* _THE DATA_
Content starts

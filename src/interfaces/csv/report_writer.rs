use crate::application::wallet::TransactionView;
use crate::domain::wallet::Wallet;
use crate::error::Result;
use serde::Serialize;
use std::io::Write;

#[derive(Serialize)]
struct BalanceRow {
    user: u64,
    balance: String,
}

#[derive(Serialize)]
struct TransactionRow {
    id: String,
    user: u64,
    method: String,
    amount: String,
    status: String,
}

/// Writes end-of-run reports as CSV.
pub struct ReportWriter<W: Write> {
    writer: csv::Writer<W>,
}

impl<W: Write> ReportWriter<W> {
    pub fn new(sink: W) -> Self {
        Self {
            writer: csv::Writer::from_writer(sink),
        }
    }

    /// `user,balance`, one row per wallet.
    pub fn write_balances(&mut self, wallets: impl IntoIterator<Item = Wallet>) -> Result<()> {
        for wallet in wallets {
            self.writer.serialize(BalanceRow {
                user: wallet.user_id,
                balance: wallet.balance.to_string(),
            })?;
        }
        self.writer.flush()?;
        Ok(())
    }

    /// `id,user,method,amount,status` with the public status.
    pub fn write_transactions(
        &mut self,
        transactions: impl IntoIterator<Item = TransactionView>,
    ) -> Result<()> {
        for tx in transactions {
            self.writer.serialize(TransactionRow {
                id: tx.id.to_string(),
                user: tx.user_id,
                method: tx.method.to_string(),
                amount: tx.amount.to_string(),
                status: tx.status.to_string(),
            })?;
        }
        self.writer.flush()?;
        Ok(())
    }
}

#[cfg(test)]
mod tests {
    use super::*;

    #[test]
    fn test_write_balances() {
        let mut buf = Vec::new();
        {
            let mut writer = ReportWriter::new(&mut buf);
            let mut wallet = Wallet::new(1);
            wallet.credit("899.50".parse().unwrap()).unwrap();
            writer.write_balances(vec![wallet, Wallet::new(2)]).unwrap();
        }
        let out = String::from_utf8(buf).unwrap();
        assert_eq!(out, "user,balance\n1,899.50\n2,0.00\n");
    }

    #[test]
    fn test_write_empty_report_has_no_header() {
        let mut buf = Vec::new();
        ReportWriter::new(&mut buf)
            .write_balances(Vec::new())
            .unwrap();
        assert!(buf.is_empty());
    }
}
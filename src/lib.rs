pub mod error;
pub mod loader;
pub mod model;
pub mod output;
pub mod pipeline;
pub mod projector;
pub mod report;
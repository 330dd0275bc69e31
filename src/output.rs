//! Persistence for the lite dataset.
//!
//! The dataset is written compactly and swapped into place with a rename, so
//! the target is either the previous content or the complete new content.

use std::fs::File;
use std::io::BufWriter;
use std::path::{Path, PathBuf};

use tracing::{debug, info, warn};

use crate::error::{OptimizeError, Result};
use crate::model::LiteStopRecord;

/// Writes `records` as compact JSON to `path`, replacing any previous file.
///
/// Returns the number of bytes written.
#[tracing::instrument(skip_all, fields(path = %path.display(), records = records.len()))]
pub fn write_compact(path: &Path, records: &[LiteStopRecord]) -> Result<u64> {
    let tmp = temp_path(path);
    debug!(tmp = %tmp.display(), "Writing to temporary file");

    if let Err(e) = write_file(&tmp, records) {
        discard_temp(&tmp);
        return Err(e);
    }

    if let Err(e) = std::fs::rename(&tmp, path) {
        warn!(error = %e, "Rename onto target failed");
        discard_temp(&tmp);
        return Err(OptimizeError::io(path, e));
    }

    let bytes = std::fs::metadata(path)
        .map_err(|e| OptimizeError::io(path, e))?
        .len();
    info!(bytes, "Lite dataset written");
    Ok(bytes)
}

fn write_file(tmp: &Path, records: &[LiteStopRecord]) -> Result<()> {
    let file = File::create(tmp).map_err(|e| OptimizeError::io(tmp, e))?;
    let mut writer = BufWriter::new(file);

    serde_json::to_writer(&mut writer, records).map_err(|e| {
        // serialization of plain JSON values only fails on I/O
        OptimizeError::io(tmp, e.into())
    })?;

    let file = writer
        .into_inner()
        .map_err(|e| OptimizeError::io(tmp, e.into_error()))?;
    file.sync_all().map_err(|e| OptimizeError::io(tmp, e))?;
    Ok(())
}

fn discard_temp(tmp: &Path) {
    if let Err(e) = std::fs::remove_file(tmp) {
        debug!(tmp = %tmp.display(), error = %e, "Temporary file not removed");
    }
}

fn temp_path(path: &Path) -> PathBuf {
    let mut name = path
        .file_name()
        .map(|n| n.to_os_string())
        .unwrap_or_default();
    name.push(".tmp");
    path.with_file_name(name)
}
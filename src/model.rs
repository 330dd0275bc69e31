//! Stop record shapes: the full input record and its five-key lite projection.

use serde::{Deserialize, Deserializer, Serialize};
use serde_json::Value;

/// A single stop as it appears in the input dataset.
///
/// Values are kept as raw JSON so they are copied without coercion. The
/// required fields are `None` only when the key is absent; an explicit
/// `null` is kept as `Some(Value::Null)`.
#[derive(Debug, Clone, Default, PartialEq, Deserialize)]
pub struct StopRecord {
    #[serde(default, deserialize_with = "present")]
    pub stop_id: Option<Value>,
    #[serde(default, deserialize_with = "present")]
    pub name: Option<Value>,
    #[serde(default, deserialize_with = "present")]
    pub lat: Option<Value>,
    #[serde(default, deserialize_with = "present")]
    pub lon: Option<Value>,

    // absent and null both land here as None
    #[serde(default)]
    pub locality: Option<Value>,
}

/// Reduced stop record written to the lite dataset.
#[derive(Debug, Clone, PartialEq, Serialize, Deserialize)]
pub struct LiteStopRecord {
    /// stop_id
    pub i: Value,
    /// name
    pub n: Value,
    /// lat
    pub l: Value,
    /// lon
    pub o: Value,
    /// locality, `""` when missing
    pub c: Value,
}

fn present<'de, D>(deserializer: D) -> Result<Option<Value>, D::Error>
where
    D: Deserializer<'de>,
{
    Value::deserialize(deserializer).map(Some)
}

Content ends

* _TASK STATEMENT_
Look through the entries and copy every line in which the string "Some" appears.

* _WRITTEN RESPONSE_
/// `null` is kept as `Some(Value::Null)`.
    Value::deserialize(deserializer).map(Some)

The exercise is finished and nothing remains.